**TASK STATEMENT:**
Wherever "PricingRequest" appears in a line of the records below, count that line, and report only the number.

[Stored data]
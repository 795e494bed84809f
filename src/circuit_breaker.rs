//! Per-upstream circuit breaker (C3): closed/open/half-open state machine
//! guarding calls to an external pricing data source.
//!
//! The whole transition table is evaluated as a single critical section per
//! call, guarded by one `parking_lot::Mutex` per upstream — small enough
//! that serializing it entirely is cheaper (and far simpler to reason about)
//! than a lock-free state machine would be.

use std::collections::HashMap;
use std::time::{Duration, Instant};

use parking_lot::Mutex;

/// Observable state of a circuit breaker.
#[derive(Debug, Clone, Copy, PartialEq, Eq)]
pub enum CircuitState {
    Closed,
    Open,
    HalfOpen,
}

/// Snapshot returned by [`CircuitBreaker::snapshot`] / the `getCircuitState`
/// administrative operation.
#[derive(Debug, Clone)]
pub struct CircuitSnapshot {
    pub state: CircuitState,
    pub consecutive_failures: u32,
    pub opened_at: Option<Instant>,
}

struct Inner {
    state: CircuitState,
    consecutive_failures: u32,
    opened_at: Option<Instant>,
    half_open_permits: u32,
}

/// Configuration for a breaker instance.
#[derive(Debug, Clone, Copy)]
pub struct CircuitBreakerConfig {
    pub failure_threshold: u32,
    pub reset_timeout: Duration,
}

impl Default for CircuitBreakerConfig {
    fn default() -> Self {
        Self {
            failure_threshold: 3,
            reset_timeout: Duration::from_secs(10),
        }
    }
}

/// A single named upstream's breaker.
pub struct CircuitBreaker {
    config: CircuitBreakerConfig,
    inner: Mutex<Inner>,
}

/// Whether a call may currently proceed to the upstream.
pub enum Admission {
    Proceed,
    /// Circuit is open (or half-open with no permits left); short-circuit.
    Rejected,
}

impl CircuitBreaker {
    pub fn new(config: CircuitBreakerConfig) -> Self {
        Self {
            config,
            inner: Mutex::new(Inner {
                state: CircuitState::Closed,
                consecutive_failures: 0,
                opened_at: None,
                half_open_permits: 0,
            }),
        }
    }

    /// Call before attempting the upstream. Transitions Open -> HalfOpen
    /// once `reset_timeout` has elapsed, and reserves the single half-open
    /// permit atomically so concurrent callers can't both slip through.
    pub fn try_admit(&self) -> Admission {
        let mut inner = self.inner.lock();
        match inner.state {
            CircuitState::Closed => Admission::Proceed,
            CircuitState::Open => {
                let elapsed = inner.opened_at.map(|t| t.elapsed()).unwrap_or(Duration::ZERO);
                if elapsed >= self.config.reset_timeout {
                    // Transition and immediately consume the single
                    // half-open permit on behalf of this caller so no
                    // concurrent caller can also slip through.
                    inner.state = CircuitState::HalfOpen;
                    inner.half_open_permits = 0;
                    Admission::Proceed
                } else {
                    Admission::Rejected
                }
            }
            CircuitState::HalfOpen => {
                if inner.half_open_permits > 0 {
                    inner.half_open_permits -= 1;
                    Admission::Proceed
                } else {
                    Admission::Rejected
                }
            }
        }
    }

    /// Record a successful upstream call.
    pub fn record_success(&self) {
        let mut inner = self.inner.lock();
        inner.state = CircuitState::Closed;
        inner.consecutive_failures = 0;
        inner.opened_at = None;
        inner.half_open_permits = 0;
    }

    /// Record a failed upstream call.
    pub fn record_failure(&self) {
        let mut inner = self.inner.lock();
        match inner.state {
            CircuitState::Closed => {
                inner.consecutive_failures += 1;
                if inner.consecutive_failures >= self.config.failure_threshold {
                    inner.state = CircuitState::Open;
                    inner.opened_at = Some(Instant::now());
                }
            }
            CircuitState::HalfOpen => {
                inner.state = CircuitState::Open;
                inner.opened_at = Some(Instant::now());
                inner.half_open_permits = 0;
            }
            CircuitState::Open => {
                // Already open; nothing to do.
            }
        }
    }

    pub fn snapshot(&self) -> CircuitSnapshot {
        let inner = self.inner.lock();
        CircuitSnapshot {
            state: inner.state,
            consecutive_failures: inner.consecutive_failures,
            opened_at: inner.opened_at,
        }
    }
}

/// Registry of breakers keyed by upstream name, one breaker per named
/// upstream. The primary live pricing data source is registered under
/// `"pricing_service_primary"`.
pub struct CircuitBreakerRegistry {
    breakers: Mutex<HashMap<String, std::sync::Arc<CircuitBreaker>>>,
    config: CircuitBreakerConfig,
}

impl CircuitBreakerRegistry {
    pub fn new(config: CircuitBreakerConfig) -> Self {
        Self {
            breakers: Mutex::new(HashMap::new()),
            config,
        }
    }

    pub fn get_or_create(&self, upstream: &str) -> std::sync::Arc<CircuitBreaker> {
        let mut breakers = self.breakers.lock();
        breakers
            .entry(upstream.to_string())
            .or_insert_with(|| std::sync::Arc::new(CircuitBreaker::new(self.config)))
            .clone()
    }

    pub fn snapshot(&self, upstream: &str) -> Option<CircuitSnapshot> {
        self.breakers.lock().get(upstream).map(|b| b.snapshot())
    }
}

...

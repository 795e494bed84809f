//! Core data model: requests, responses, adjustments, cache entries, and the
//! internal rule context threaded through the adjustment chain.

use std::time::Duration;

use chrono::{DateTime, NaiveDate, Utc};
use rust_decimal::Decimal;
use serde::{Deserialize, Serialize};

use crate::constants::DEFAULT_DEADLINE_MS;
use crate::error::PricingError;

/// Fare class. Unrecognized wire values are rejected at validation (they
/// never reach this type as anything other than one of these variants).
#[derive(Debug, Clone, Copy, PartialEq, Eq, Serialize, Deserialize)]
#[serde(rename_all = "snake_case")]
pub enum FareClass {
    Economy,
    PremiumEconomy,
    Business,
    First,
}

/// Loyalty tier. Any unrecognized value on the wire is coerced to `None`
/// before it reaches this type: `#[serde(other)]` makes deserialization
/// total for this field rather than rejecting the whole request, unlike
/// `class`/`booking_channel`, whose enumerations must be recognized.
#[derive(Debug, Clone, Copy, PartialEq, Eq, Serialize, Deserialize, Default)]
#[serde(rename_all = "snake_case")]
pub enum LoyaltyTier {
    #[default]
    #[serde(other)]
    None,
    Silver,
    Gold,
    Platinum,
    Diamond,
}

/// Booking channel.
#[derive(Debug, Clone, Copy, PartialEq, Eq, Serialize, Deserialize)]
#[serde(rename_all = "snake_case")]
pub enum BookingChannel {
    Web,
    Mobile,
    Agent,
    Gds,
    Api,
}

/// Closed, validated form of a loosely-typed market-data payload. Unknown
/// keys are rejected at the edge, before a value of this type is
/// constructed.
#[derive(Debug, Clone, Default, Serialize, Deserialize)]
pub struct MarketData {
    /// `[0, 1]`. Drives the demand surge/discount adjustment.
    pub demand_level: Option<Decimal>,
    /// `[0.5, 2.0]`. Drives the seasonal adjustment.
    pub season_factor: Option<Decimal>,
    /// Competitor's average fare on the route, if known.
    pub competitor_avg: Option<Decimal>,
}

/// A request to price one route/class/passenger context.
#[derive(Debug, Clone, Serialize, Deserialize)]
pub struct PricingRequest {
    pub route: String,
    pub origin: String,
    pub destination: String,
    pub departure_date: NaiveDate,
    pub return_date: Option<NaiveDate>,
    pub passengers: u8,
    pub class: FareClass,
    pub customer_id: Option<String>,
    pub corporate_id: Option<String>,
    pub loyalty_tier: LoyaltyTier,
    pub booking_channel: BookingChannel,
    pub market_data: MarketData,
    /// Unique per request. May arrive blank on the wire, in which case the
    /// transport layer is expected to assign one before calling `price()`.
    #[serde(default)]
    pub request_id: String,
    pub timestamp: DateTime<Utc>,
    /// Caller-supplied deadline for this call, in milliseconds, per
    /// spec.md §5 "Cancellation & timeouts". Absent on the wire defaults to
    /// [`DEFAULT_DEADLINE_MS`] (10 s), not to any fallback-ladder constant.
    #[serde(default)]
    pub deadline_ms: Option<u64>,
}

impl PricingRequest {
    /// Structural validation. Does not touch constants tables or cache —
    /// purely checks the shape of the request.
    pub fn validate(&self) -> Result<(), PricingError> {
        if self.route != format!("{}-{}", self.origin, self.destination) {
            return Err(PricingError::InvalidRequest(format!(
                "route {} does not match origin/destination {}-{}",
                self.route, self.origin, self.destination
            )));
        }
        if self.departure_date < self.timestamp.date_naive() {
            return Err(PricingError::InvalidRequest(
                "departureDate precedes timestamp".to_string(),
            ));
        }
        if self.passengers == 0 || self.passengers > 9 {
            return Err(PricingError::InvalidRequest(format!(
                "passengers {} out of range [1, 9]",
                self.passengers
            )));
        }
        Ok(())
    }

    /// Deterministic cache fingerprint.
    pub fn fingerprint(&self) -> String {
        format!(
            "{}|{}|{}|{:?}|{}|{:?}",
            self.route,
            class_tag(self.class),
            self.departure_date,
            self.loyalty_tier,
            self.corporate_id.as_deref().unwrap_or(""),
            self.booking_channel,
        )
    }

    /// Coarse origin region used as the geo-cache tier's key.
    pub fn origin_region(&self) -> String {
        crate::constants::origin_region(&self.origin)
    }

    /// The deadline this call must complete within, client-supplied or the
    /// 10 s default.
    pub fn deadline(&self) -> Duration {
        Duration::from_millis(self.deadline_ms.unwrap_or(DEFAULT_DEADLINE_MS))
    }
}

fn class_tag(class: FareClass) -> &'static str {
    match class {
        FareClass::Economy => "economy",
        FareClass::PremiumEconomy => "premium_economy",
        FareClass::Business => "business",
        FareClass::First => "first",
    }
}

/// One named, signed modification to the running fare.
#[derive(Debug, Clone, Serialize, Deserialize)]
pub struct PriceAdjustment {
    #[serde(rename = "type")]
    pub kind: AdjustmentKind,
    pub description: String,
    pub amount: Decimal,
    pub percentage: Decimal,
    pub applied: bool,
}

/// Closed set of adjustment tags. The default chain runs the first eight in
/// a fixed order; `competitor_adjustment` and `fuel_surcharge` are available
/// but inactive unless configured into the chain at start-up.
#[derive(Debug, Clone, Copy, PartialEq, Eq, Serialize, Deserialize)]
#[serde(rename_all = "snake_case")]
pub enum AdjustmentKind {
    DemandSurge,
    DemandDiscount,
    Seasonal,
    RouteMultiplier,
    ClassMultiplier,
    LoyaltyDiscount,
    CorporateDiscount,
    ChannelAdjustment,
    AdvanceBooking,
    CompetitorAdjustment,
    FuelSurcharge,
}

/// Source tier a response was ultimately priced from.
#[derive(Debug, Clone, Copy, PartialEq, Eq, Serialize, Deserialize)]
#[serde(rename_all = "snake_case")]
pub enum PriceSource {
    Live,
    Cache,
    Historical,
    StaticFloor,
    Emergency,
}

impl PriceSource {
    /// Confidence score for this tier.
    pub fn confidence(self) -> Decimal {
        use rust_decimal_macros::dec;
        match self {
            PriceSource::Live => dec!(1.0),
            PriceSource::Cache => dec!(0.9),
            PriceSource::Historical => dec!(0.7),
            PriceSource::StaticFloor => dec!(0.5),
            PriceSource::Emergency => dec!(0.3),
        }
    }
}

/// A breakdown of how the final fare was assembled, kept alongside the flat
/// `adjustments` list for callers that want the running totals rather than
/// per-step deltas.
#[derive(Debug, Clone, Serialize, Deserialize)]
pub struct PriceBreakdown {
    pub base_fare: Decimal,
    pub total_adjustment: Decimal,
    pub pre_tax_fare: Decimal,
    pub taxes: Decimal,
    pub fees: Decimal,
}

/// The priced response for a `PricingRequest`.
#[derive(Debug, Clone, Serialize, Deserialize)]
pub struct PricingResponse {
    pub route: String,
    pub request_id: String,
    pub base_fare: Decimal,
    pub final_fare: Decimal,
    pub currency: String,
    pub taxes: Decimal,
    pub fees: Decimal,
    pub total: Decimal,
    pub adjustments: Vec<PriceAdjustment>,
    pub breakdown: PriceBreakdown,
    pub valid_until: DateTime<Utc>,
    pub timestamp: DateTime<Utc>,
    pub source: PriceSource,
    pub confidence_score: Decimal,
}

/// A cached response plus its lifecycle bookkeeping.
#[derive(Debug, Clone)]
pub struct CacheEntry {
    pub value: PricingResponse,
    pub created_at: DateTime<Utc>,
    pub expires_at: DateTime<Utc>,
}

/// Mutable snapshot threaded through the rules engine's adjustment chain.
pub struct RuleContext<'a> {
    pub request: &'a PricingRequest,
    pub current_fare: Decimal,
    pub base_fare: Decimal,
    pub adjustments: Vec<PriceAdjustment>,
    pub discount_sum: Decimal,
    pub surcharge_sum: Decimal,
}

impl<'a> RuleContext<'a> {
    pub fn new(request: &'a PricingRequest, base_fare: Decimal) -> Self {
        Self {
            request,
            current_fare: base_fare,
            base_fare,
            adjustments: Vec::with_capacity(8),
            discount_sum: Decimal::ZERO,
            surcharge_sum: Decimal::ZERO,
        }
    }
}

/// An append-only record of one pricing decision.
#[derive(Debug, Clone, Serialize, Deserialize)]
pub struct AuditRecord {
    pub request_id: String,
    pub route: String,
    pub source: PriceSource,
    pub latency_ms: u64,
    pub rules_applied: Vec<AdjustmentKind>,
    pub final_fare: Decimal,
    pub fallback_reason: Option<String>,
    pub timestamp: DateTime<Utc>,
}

**TASK RESULT:**
5